In an open letter to the road haulage industry, signed by ministers including Transport Secretary Grant Shapps and Environment Secretary George Eustice, the government has pledged to ease driver qualification requirements to tackle the current shortage.
The problem was highlighted in a letter sent by the Road Haulage Association (RHA) to Prime Minister Boris Johnson at the end of last month. It was countersigned by Ian Wright, the chief executive of the Food and Drink Federation (FDF), Nick Allen, the chief executive of the British Meat Processors Association (BMPA) and Richard Harrow, the chief executive the British Frozen Food Federation (BFFF). The letter warned of supermarket delivery issues leading to empty shelves unless action was taken.

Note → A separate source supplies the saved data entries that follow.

//! Error types for overlay removal operations

use thiserror::Error;

/// Result type alias for overlay removal operations
pub type Result<T> = std::result::Result<T, CleanmarkError>;

/// Error taxonomy for the batch pipeline.
///
/// The first four variants mirror how the remote service can fail an item;
/// only [`CleanmarkError::Authorization`] aborts a whole batch run, everything
/// else stays local to the item that raised it.
#[derive(Error, Debug)]
pub enum CleanmarkError {
    /// Permission or API-key failure from the remote service (batch-fatal).
    ///
    /// Carries whether the premium tier was active, since the remediation
    /// differs: a Pro-tier 403 is usually a free-tier key, so suggesting the
    /// Standard engine is only useful there.
    #[error("403: {}", if *pro_tier {
        "Pro model requires a paid API key. Try switching to the Standard engine."
    } else {
        "Permission denied. Check your API key or usage limits."
    })]
    Authorization {
        /// Whether the premium tier was in use when the failure occurred
        pro_tier: bool,
    },

    /// The model rejected resolution/size directives it does not support
    #[error("Configuration error: {0}")]
    CapabilityMismatch(String),

    /// The remote service responded without any image part
    #[error("The service returned no image output")]
    NoOutput,

    /// Any other upstream failure, with the original message preserved
    #[error("Remote service error: {0}")]
    RemoteService(String),

    /// HTTP transport errors (client construction, response body decoding)
    #[error("Network error: {0}")]
    Network(#[from] reqwest::Error),

    /// Image decoding or encoding errors
    #[error("Image processing error: {0}")]
    Image(#[from] image::ImageError),

    /// Input/output errors (file not found, permission denied, etc.)
    #[error("IO error: {0}")]
    Io(#[from] std::io::Error),

    /// Invalid configuration or parameters
    #[error("Invalid configuration: {0}")]
    InvalidConfig(String),
}

impl CleanmarkError {
    /// Create a new remote service error
    pub fn remote<S: Into<String>>(msg: S) -> Self {
        Self::RemoteService(msg.into())
    }

    /// Create a new capability mismatch error
    pub fn capability_mismatch<S: Into<String>>(msg: S) -> Self {
        Self::CapabilityMismatch(msg.into())
    }

    /// Create a new invalid configuration error
    pub fn invalid_config<S: Into<String>>(msg: S) -> Self {
        Self::InvalidConfig(msg.into())
    }

    /// Whether this error must abort the whole batch run.
    ///
    /// Authorization failures are batch-wide (the same credential serves
    /// every item); retrying the remaining items would waste calls and
    /// produce one confusing prompt per item instead of one per run.
    #[must_use]
    pub fn is_batch_fatal(&self) -> bool {
        matches!(self, Self::Authorization { .. })
    }
}
//! Resolution normalization back to original pixel dimensions
//!
//! The remote model renders at its own native tier (1K or 2K), which rarely
//! matches the source image exactly. This step resamples the returned image
//! to the item's original dimensions so batch output is a drop-in replacement
//! for the input files.

use crate::error::Result;
use crate::types::ImagePayload;
use image::imageops::FilterType;
use std::io::Cursor;
use tracing::{debug, warn};

/// Normalized output is always re-encoded losslessly
const OUTPUT_MEDIA_TYPE: &str = "image/png";

/// Resample a processed payload to exactly `target_width` x `target_height`.
///
/// Resampling uses Catmull-Rom interpolation and the result is re-encoded as
/// lossless PNG. If the processed payload cannot be decoded or re-encoded,
/// it is returned unchanged instead: a dimension mismatch is cosmetically
/// acceptable, losing the item is not.
pub async fn normalize_resolution(
    processed: ImagePayload,
    target_width: u32,
    target_height: u32,
) -> ImagePayload {
    match resample(&processed, target_width, target_height) {
        Ok(normalized) => normalized,
        Err(err) => {
            warn!(
                %err,
                target_width,
                target_height,
                "resolution normalization degraded; keeping service output as-is"
            );
            processed
        },
    }
}

fn resample(processed: &ImagePayload, width: u32, height: u32) -> Result<ImagePayload> {
    let decoded = image::load_from_memory(&processed.bytes)?;
    debug!(
        from_width = decoded.width(),
        from_height = decoded.height(),
        to_width = width,
        to_height = height,
        "normalizing resolution"
    );

    let resized = decoded.resize_exact(width, height, FilterType::CatmullRom);
    let mut buffer = Vec::new();
    resized.write_to(&mut Cursor::new(&mut buffer), image::ImageFormat::Png)?;
    Ok(ImagePayload::new(buffer, OUTPUT_MEDIA_TYPE))
}

#[cfg(test)]
mod tests {
    use super::*;
    use image::{DynamicImage, RgbaImage};

    fn encoded_image(width: u32, height: u32) -> ImagePayload {
        let mut img = RgbaImage::new(width, height);
        for (x, y, pixel) in img.enumerate_pixels_mut() {
            let intensity = ((x + y) % 256) as u8;
            *pixel = image::Rgba([intensity, 128, 255 - intensity, 255]);
        }
        let mut buffer = Vec::new();
        DynamicImage::ImageRgba8(img)
            .write_to(&mut Cursor::new(&mut buffer), image::ImageFormat::Png)
            .unwrap();
        ImagePayload::new(buffer, "image/png")
    }

    #[tokio::test]
    async fn test_output_matches_target_dimensions_exactly() {
        // Model-native 1K output squeezed back to the original 800x600
        let processed = encoded_image(1024, 1024);
        let normalized = normalize_resolution(processed, 800, 600).await;

        assert_eq!(normalized.media_type, "image/png");
        let decoded = image::load_from_memory(&normalized.bytes).unwrap();
        assert_eq!((decoded.width(), decoded.height()), (800, 600));
    }

    #[tokio::test]
    async fn test_upscale_to_larger_target() {
        let processed = encoded_image(512, 512);
        let normalized = normalize_resolution(processed, 1600, 1200).await;
        let decoded = image::load_from_memory(&normalized.bytes).unwrap();
        assert_eq!((decoded.width(), decoded.height()), (1600, 1200));
    }

    #[tokio::test]
    async fn test_already_at_target_still_decodes_to_target() {
        let processed = encoded_image(800, 600);
        let normalized = normalize_resolution(processed, 800, 600).await;
        let decoded = image::load_from_memory(&normalized.bytes).unwrap();
        assert_eq!((decoded.width(), decoded.height()), (800, 600));
    }

    #[tokio::test]
    async fn test_undecodable_payload_degrades_to_passthrough() {
        let garbage = ImagePayload::new(vec![0xDE, 0xAD, 0xBE, 0xEF], "image/png");
        let result = normalize_resolution(garbage.clone(), 800, 600).await;
        assert_eq!(result, garbage);
    }
}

Separately, food manufacturers including Haribo and Premier Foods also highlighted the delivery problems they were facing for the same reason.
Reasons given for the driver shortage – estimated to be up to 100,000 hauliers – included drivers returning to their country of origin during extended periods of Covid-19-induced lockdown and not returning to the UK, as well as a similar exodus linked to the uncertainty of Brexit and their future rights to live and work in the UK.

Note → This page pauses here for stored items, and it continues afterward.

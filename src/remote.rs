//! Remote generative edit service client
//!
//! The pipeline talks to the generation API through the [`EditService`] trait
//! so tests and alternative frontends can inject their own implementation;
//! [`GeminiEditService`] is the production client.

use crate::error::{CleanmarkError, Result};
use crate::request::EditRequest;
use crate::types::ImagePayload;
use async_trait::async_trait;
use base64::engine::general_purpose::STANDARD as BASE64;
use base64::Engine as _;
use serde::Deserialize;
use tracing::{debug, warn};

/// Default API endpoint for the generative language service
pub const DEFAULT_ENDPOINT: &str = "https://generativelanguage.googleapis.com";

/// Seam between the pipeline and the remote generation API
#[async_trait]
pub trait EditService: Send + Sync {
    /// Submit an edit request and return the first image the service produced.
    ///
    /// # Errors
    /// - [`CleanmarkError::Authorization`] on permission failures (batch-fatal)
    /// - [`CleanmarkError::CapabilityMismatch`] when the model rejects the
    ///   request's size directives
    /// - [`CleanmarkError::NoOutput`] when the response carries no image part
    /// - [`CleanmarkError::RemoteService`] for any other upstream failure
    async fn submit(&self, request: &EditRequest) -> Result<ImagePayload>;
}

/// Production client for the `generateContent` API
#[derive(Debug, Clone)]
pub struct GeminiEditService {
    client: reqwest::Client,
    endpoint: String,
    api_key: String,
}

impl GeminiEditService {
    /// Create a client against the default endpoint
    ///
    /// # Errors
    /// - Failed to construct the HTTP client
    pub fn new(api_key: impl Into<String>) -> Result<Self> {
        Self::with_endpoint(api_key, DEFAULT_ENDPOINT)
    }

    /// Create a client against a custom endpoint (used by tests and proxies)
    ///
    /// # Errors
    /// - Failed to construct the HTTP client
    pub fn with_endpoint(api_key: impl Into<String>, endpoint: impl Into<String>) -> Result<Self> {
        let client = reqwest::Client::builder()
            .timeout(std::time::Duration::from_secs(300))
            .build()?;

        Ok(Self {
            client,
            endpoint: endpoint.into().trim_end_matches('/').to_owned(),
            api_key: api_key.into(),
        })
    }
}

#[async_trait]
impl EditService for GeminiEditService {
    async fn submit(&self, request: &EditRequest) -> Result<ImagePayload> {
        let model_id = request.model.model_id();
        let url = format!("{}/v1beta/models/{}:generateContent", self.endpoint, model_id);
        debug!(model = model_id, "submitting edit request");

        let response = self
            .client
            .post(&url)
            .header("x-goog-api-key", &self.api_key)
            .json(&request.body)
            .send()
            .await
            .map_err(|e| classify_remote_failure(None, &e.to_string(), request.model.is_pro()))?;

        let status = response.status();
        if !status.is_success() {
            let body = response.text().await.unwrap_or_default();
            warn!(status = status.as_u16(), "edit request rejected");
            return Err(classify_remote_failure(
                Some(status.as_u16()),
                &body,
                request.model.is_pro(),
            ));
        }

        let parsed: GenerateContentResponse = response.json().await?;
        extract_first_image(parsed)
    }
}

/// Map an upstream failure onto the crate's error taxonomy.
///
/// The service exposes no structured error codes, so classification is by
/// message inspection. Keeping the string matching in this one function means
/// the rest of the pipeline depends only on the error variants, never on
/// message text.
#[must_use]
pub fn classify_remote_failure(status: Option<u16>, message: &str, pro_tier: bool) -> CleanmarkError {
    let lower = message.to_ascii_lowercase();

    if status == Some(403) || lower.contains("403") || lower.contains("permission") {
        return CleanmarkError::Authorization { pro_tier };
    }

    // The size-directive rejection surfaces under a few different phrasings
    if lower.contains("image_size") || lower.contains("gempix") {
        return CleanmarkError::capability_mismatch(
            "the selected model does not support the current quality settings; try the Standard tier",
        );
    }

    let preserved = message.trim();
    if preserved.is_empty() {
        let fallback = status.map_or_else(
            || "processing failed".to_owned(),
            |code| format!("request failed with status {code}"),
        );
        CleanmarkError::RemoteService(fallback)
    } else {
        CleanmarkError::remote(preserved)
    }
}

#[derive(Debug, Deserialize)]
struct GenerateContentResponse {
    #[serde(default)]
    candidates: Vec<Candidate>,
}

#[derive(Debug, Deserialize)]
struct Candidate {
    content: Option<CandidateContent>,
}

#[derive(Debug, Deserialize)]
struct CandidateContent {
    #[serde(default)]
    parts: Vec<ResponsePart>,
}

#[derive(Debug, Deserialize)]
#[serde(rename_all = "camelCase")]
struct ResponsePart {
    inline_data: Option<ResponseInlineData>,
    #[allow(dead_code)]
    text: Option<String>,
}

#[derive(Debug, Deserialize)]
#[serde(rename_all = "camelCase")]
struct ResponseInlineData {
    mime_type: String,
    data: String,
}

/// Pull the first image part out of a response; anything else is `NoOutput`
fn extract_first_image(response: GenerateContentResponse) -> Result<ImagePayload> {
    for candidate in response.candidates {
        let Some(content) = candidate.content else {
            continue;
        };
        for part in content.parts {
            if let Some(inline) = part.inline_data {
                let bytes = BASE64.decode(inline.data).map_err(|e| {
                    CleanmarkError::remote(format!("service returned undecodable image data: {e}"))
                })?;
                return Ok(ImagePayload::new(bytes, inline.mime_type));
            }
        }
    }
    Err(CleanmarkError::NoOutput)
}

#[cfg(test)]
mod tests {
    use super::*;

    #[test]
    fn test_classify_permission_failures() {
        let err = classify_remote_failure(Some(403), "", true);
        assert!(matches!(err, CleanmarkError::Authorization { pro_tier: true }));

        let err = classify_remote_failure(None, "PERMISSION_DENIED: key not valid", false);
        assert!(matches!(err, CleanmarkError::Authorization { pro_tier: false }));

        let err = classify_remote_failure(None, "got 403 from upstream", false);
        assert!(err.is_batch_fatal());
    }

    #[test]
    fn test_classify_capability_mismatch() {
        let err = classify_remote_failure(Some(400), "invalid image_size for this model", false);
        assert!(matches!(err, CleanmarkError::CapabilityMismatch(_)));

        let err = classify_remote_failure(None, "gempix recipe rejected", true);
        assert!(matches!(err, CleanmarkError::CapabilityMismatch(_)));
    }

    #[test]
    fn test_classify_preserves_generic_messages() {
        let err = classify_remote_failure(Some(500), "model overloaded, please retry", false);
        match err {
            CleanmarkError::RemoteService(msg) => {
                assert_eq!(msg, "model overloaded, please retry");
            },
            other => panic!("expected RemoteService, got {other:?}"),
        }
    }

    #[test]
    fn test_classify_empty_body_falls_back_to_status() {
        let err = classify_remote_failure(Some(503), "  ", false);
        match err {
            CleanmarkError::RemoteService(msg) => {
                assert_eq!(msg, "request failed with status 503");
            },
            other => panic!("expected RemoteService, got {other:?}"),
        }
    }

    #[test]
    fn test_extract_first_image_part() {
        let response: GenerateContentResponse = serde_json::from_value(serde_json::json!({
            "candidates": [{
                "content": {
                    "parts": [
                        { "text": "Removed the watermark." },
                        { "inlineData": { "mimeType": "image/png", "data": BASE64.encode([1u8, 2, 3]) } },
                        { "inlineData": { "mimeType": "image/webp", "data": BASE64.encode([9u8]) } }
                    ]
                }
            }]
        }))
        .unwrap();

        let payload = extract_first_image(response).unwrap();
        assert_eq!(payload.media_type, "image/png");
        assert_eq!(payload.bytes, vec![1, 2, 3]);
    }

    #[test]
    fn test_text_only_response_is_no_output() {
        let response: GenerateContentResponse = serde_json::from_value(serde_json::json!({
            "candidates": [{
                "content": { "parts": [{ "text": "I could not edit this image." }] }
            }]
        }))
        .unwrap();
        assert!(matches!(
            extract_first_image(response),
            Err(CleanmarkError::NoOutput)
        ));
    }

    #[test]
    fn test_empty_response_is_no_output() {
        let response: GenerateContentResponse =
            serde_json::from_value(serde_json::json!({})).unwrap();
        assert!(matches!(
            extract_first_image(response),
            Err(CleanmarkError::NoOutput)
        ));
    }
}
//! Capability-aware request construction for the remote edit service
//!
//! Builds the `generateContent` wire body for one batch item. The only
//! branching here is driven by [`crate::config::ModelCapabilities`]: the standard tier
//! rejects explicit output-size directives and tool blocks outright, so those
//! fields exist on the wire iff the selected model declares support for them.

use crate::aspect::AspectRatio;
use crate::config::{ModelTier, ProcessingConfig};
use crate::types::ImagePayload;
use base64::engine::general_purpose::STANDARD as BASE64;
use base64::Engine as _;
use serde::Serialize;

/// Fixed constraints prepended to every edit instruction.
///
/// These keep the model from "helpfully" removing real scene content: only
/// artificial overlays are fair game, and removed regions are reconstructed
/// from surrounding textures.
const SYSTEM_CONSTRAINTS: &str = "\
OBJECTIVE: High-fidelity removal of artificial overlays (watermarks, logos, text, stamps).
CRITICAL RULE: DO NOT REMOVE, CHANGE, OR BLUR real physical objects (e.g. faucets, sinks, furniture).
TARGET ONLY: The artificial elements described in the task.
INPAINTING: Reconstruct the area perfectly using surrounding textures.";

/// Inline binary part of a request
#[derive(Debug, Clone, Serialize)]
#[serde(rename_all = "camelCase")]
pub struct InlineData {
    /// Media type of the encoded image
    pub mime_type: String,
    /// Base64-encoded image bytes
    pub data: String,
}

/// One part of the request content: either inline image data or text
#[derive(Debug, Clone, Serialize)]
#[serde(rename_all = "camelCase")]
pub struct Part {
    #[serde(skip_serializing_if = "Option::is_none")]
    pub inline_data: Option<InlineData>,
    #[serde(skip_serializing_if = "Option::is_none")]
    pub text: Option<String>,
}

/// Content block carrying the ordered request parts
#[derive(Debug, Clone, Serialize)]
pub struct Content {
    pub parts: Vec<Part>,
}

/// Image-specific generation settings
#[derive(Debug, Clone, Serialize)]
#[serde(rename_all = "camelCase")]
pub struct ImageConfig {
    /// Always present: the classified aspect ratio tag
    pub aspect_ratio: String,
    /// Present only for models that accept an explicit size directive
    #[serde(skip_serializing_if = "Option::is_none")]
    pub image_size: Option<String>,
}

/// Generation settings wrapper
#[derive(Debug, Clone, Serialize)]
#[serde(rename_all = "camelCase")]
pub struct GenerationConfig {
    pub image_config: ImageConfig,
}

/// Auxiliary tool activation block
#[derive(Debug, Clone, Serialize)]
#[serde(rename_all = "camelCase")]
pub struct Tool {
    pub google_search: GoogleSearch,
}

/// Empty marker object enabling search grounding
#[derive(Debug, Clone, Serialize)]
pub struct GoogleSearch {}

/// Wire body of a `generateContent` call
#[derive(Debug, Clone, Serialize)]
#[serde(rename_all = "camelCase")]
pub struct GenerateContentBody {
    pub contents: Vec<Content>,
    pub generation_config: GenerationConfig,
    #[serde(skip_serializing_if = "Option::is_none")]
    pub tools: Option<Vec<Tool>>,
}

/// A fully-constructed edit request: target model tier plus wire body
#[derive(Debug, Clone)]
pub struct EditRequest {
    /// Model tier the request is addressed to
    pub model: ModelTier,
    /// Serialized as the HTTP request body
    pub body: GenerateContentBody,
}

impl EditRequest {
    /// Build a capability-correct request for one image.
    ///
    /// Pure payload construction; validation of the instruction or image is
    /// out of scope here. `width`/`height` are the item's original
    /// dimensions, used only to classify the aspect ratio.
    #[must_use]
    pub fn build(
        source: &ImagePayload,
        width: u32,
        height: u32,
        config: &ProcessingConfig,
    ) -> Self {
        let caps = config.model.capabilities();
        let aspect = AspectRatio::classify(width, height);

        let quality = if config.preserve_quality {
            let tier = if caps.supports_extended_tools {
                caps.max_output_resolution.directive()
            } else {
                "native"
            };
            format!("QUALITY: Maximize {tier} resolution fidelity. Keep natural grain. No artificial smoothing.")
        } else {
            "QUALITY: Clean blending.".to_owned()
        };

        let prompt = format!(
            "{SYSTEM_CONSTRAINTS}\n\nTask: {}\n\nTechnical Standard: {quality}",
            config.instruction
        );

        let mut image_config = ImageConfig {
            aspect_ratio: aspect.as_str().to_owned(),
            image_size: None,
        };
        let mut tools = None;
        if caps.supports_extended_tools {
            image_config.image_size = Some(caps.max_output_resolution.directive().to_owned());
            tools = Some(vec![Tool {
                google_search: GoogleSearch {},
            }]);
        }

        let body = GenerateContentBody {
            contents: vec![Content {
                parts: vec![
                    Part {
                        inline_data: Some(InlineData {
                            mime_type: source.media_type.clone(),
                            data: BASE64.encode(&source.bytes),
                        }),
                        text: None,
                    },
                    Part {
                        inline_data: None,
                        text: Some(prompt),
                    },
                ],
            }],
            generation_config: GenerationConfig { image_config },
            tools,
        };

        Self {
            model: config.model,
            body,
        }
    }
}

In response, earlier this month the government relaxed regulations on how long lorry drivers can work in what was seen as a short-term measure to tackle the immediate problem.

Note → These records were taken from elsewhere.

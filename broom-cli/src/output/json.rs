//! JSON output formatting for machine-readable output.

use serde::Serialize;

/// JSON output formatter
pub struct JsonOutput;

impl JsonOutput {
    /// Pretty-print `data` followed by a newline.
    pub fn format<T: Serialize + ?Sized>(data: &T) -> String {
        let mut out = serde_json::to_string_pretty(data)
            .unwrap_or_else(|e| format!("{{\n  \"error\": \"{}\"\n}}", e));
        out.push('\n');
        out
    }
}

#[cfg(test)]
mod tests {
    use super::super::tests::sample_result;
    use super::*;

    #[test]
    fn test_result_shape() {
        let output = JsonOutput::format(&sample_result());
        let json: serde_json::Value = serde_json::from_str(&output).unwrap();

        assert_eq!(json["total_methods"], 2);
        assert_eq!(json["total_files"], 3);

        let first = &json["results"][0];
        assert_eq!(first["method"]["name"], "helper");
        assert_eq!(first["method"]["filename"], "pkg/app.py");
        assert_eq!(first["method"]["line_number"], 1);
        assert_eq!(first["total_usages"], 3);
        assert_eq!(first["usages_by_type"]["instance"], 1);
        assert_eq!(first["usages"][1]["location"], "pkg/app.py:7:21");
        assert_eq!(first["usages"][1]["call_type"], "instance");
    }

    #[test]
    fn test_pretty_printed() {
        let output = JsonOutput::format(&sample_result());
        assert!(output.contains("\n  \"total_files\""));
        assert!(output.ends_with("}\n"));
    }
}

Now, in its letter to hauliers, the government has highlighted longer-term proposals, which are subject to consultation.
It said: “The driver shortage is well documented and its impacts on the wider economy are becoming more evident.”
The letter added: “The Department for Transport (DfT) will therefore consult about the delegation of the off-road manoeuvres as part of the Heavy Goods Vehicle driving test, which would increase overall testing capacity.
“DfT will also consult about issuing provisional licence entitlements to drive articulated lorries at the same time as issuing provisional licence entitlements to drive rigid lorries. This would allow candidates to move directly to taking articulated lorry tests, without also having to pass a rigid lorry practical test.
“These are practical improvements which we think could speed up recruitment.”
However, industry bodies have responded by saying the government’s plan is unlikely to solve the river shortage this year.
Logistics UK policy director Elizabeth de Jong said: “The plans revealed by government today only go part of the way to addressing the crucial problem areas that the industry has been talking with government about for years.”
And Rod McKenzie, managing director of policy & public affairs at the RHA, said: “The government’s measures are a start but don’t tackle the short-term delivery crisis we are all seeing now.”